Time Domina One-Dimensional Cochlear Model with Integrated Tectorial Membrane and Outer Hair Cells

Abstract

Recent studies of the tectorial membrane (TM) revealed mechanical properties that are changing along the cochlear partition. In our previous cochlear model, the basilar membrane (BM) motion was derived from the cochlear fluid dynamics along with the outer hair cells (OHCs) electromotility force. In order to achieve a match between the resonances of both the BM and the OHCs gain, a set of constraints were obtained. In particular, the OHCs electrical properties were changed along the cochlear partition. However, although plausible differences found between conductance of the OHCs at different locations along the Cochlea, it seems negligible compared to the change in the characteristic frequency. In the current model the TM is included in the model. Since the OHCs are embedded in the TM, we assume that they are gaining their electromotility force from both the BM and TM. The electrical properties of the OHCs are held constant along the cochlear partition, while the TM stiffness and resistance are changing along the cochlear partition in correspondence to the BM dependence. The boundary conditions were derived from the middle ear model. A non‐linear, odd‐order, mechanism related to the OHCs motility was included in the model. The OHCs length change depends nonlinearly on its membrane electrical potential.
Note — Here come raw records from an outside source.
// Copyright (c) 2025 - Cowboy AI, Inc.
//! Generic entity properties

use serde::{Deserialize, Serialize};
use std::collections::BTreeMap;
use std::fmt;

/// User-defined properties of an entity or relationship
pub type Properties = BTreeMap<String, PropertyValue>;

/// Value of a single property
///
/// Restricted to totally ordered, hashable scalars so that property values
/// can take part in query equality.
#[derive(Debug, Clone, PartialEq, Eq, Hash, PartialOrd, Ord, Serialize, Deserialize)]
#[serde(untagged)]
pub enum PropertyValue {
    Null,
    Bool(bool),
    Integer(i64),
    Text(String),
}

impl PropertyValue {
    /// Text content, if this is a text value
    pub fn as_str(&self) -> Option<&str> {
        match self {
            PropertyValue::Text(s) => Some(s),
            _ => None,
        }
    }
}

impl fmt::Display for PropertyValue {
    fn fmt(&self, f: &mut fmt::Formatter<'_>) -> fmt::Result {
        match self {
            PropertyValue::Null => write!(f, "null"),
            PropertyValue::Bool(b) => write!(f, "{}", b),
            PropertyValue::Integer(i) => write!(f, "{}", i),
            PropertyValue::Text(s) => write!(f, "{}", s),
        }
    }
}

impl From<&str> for PropertyValue {
    fn from(value: &str) -> Self {
        PropertyValue::Text(value.to_string())
    }
}

impl From<String> for PropertyValue {
    fn from(value: String) -> Self {
        PropertyValue::Text(value)
    }
}

impl From<i64> for PropertyValue {
    fn from(value: i64) -> Self {
        PropertyValue::Integer(value)
    }
}

impl From<bool> for PropertyValue {
    fn from(value: bool) -> Self {
        PropertyValue::Bool(value)
    }
}

#[cfg(test)]
mod tests {
    use super::*;

    #[test]
    fn test_untagged_serialization() {
        let mut props = Properties::new();
        props.insert("owner".into(), "ops".into());
        props.insert("cores".into(), 16i64.into());
        props.insert("virtual".into(), false.into());

        let json = serde_json::to_value(&props).unwrap();
        assert_eq!(
            json,
            serde_json::json!({"cores": 16, "owner": "ops", "virtual": false})
        );

        let back: Properties = serde_json::from_value(json).unwrap();
        assert_eq!(back, props);
    }
}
The model was solved numerically in the time domain in response to various input signals. The basilar and tectorial membranes gain were derived for a wide range of input levels and frequencies. Both BM and TM revealed traveling waves with a maximum response for every input frequency at the same distance from the stapes. The BM sensitivity gain was greater than that of the TM. The difference between the two increased with the increase of the input level.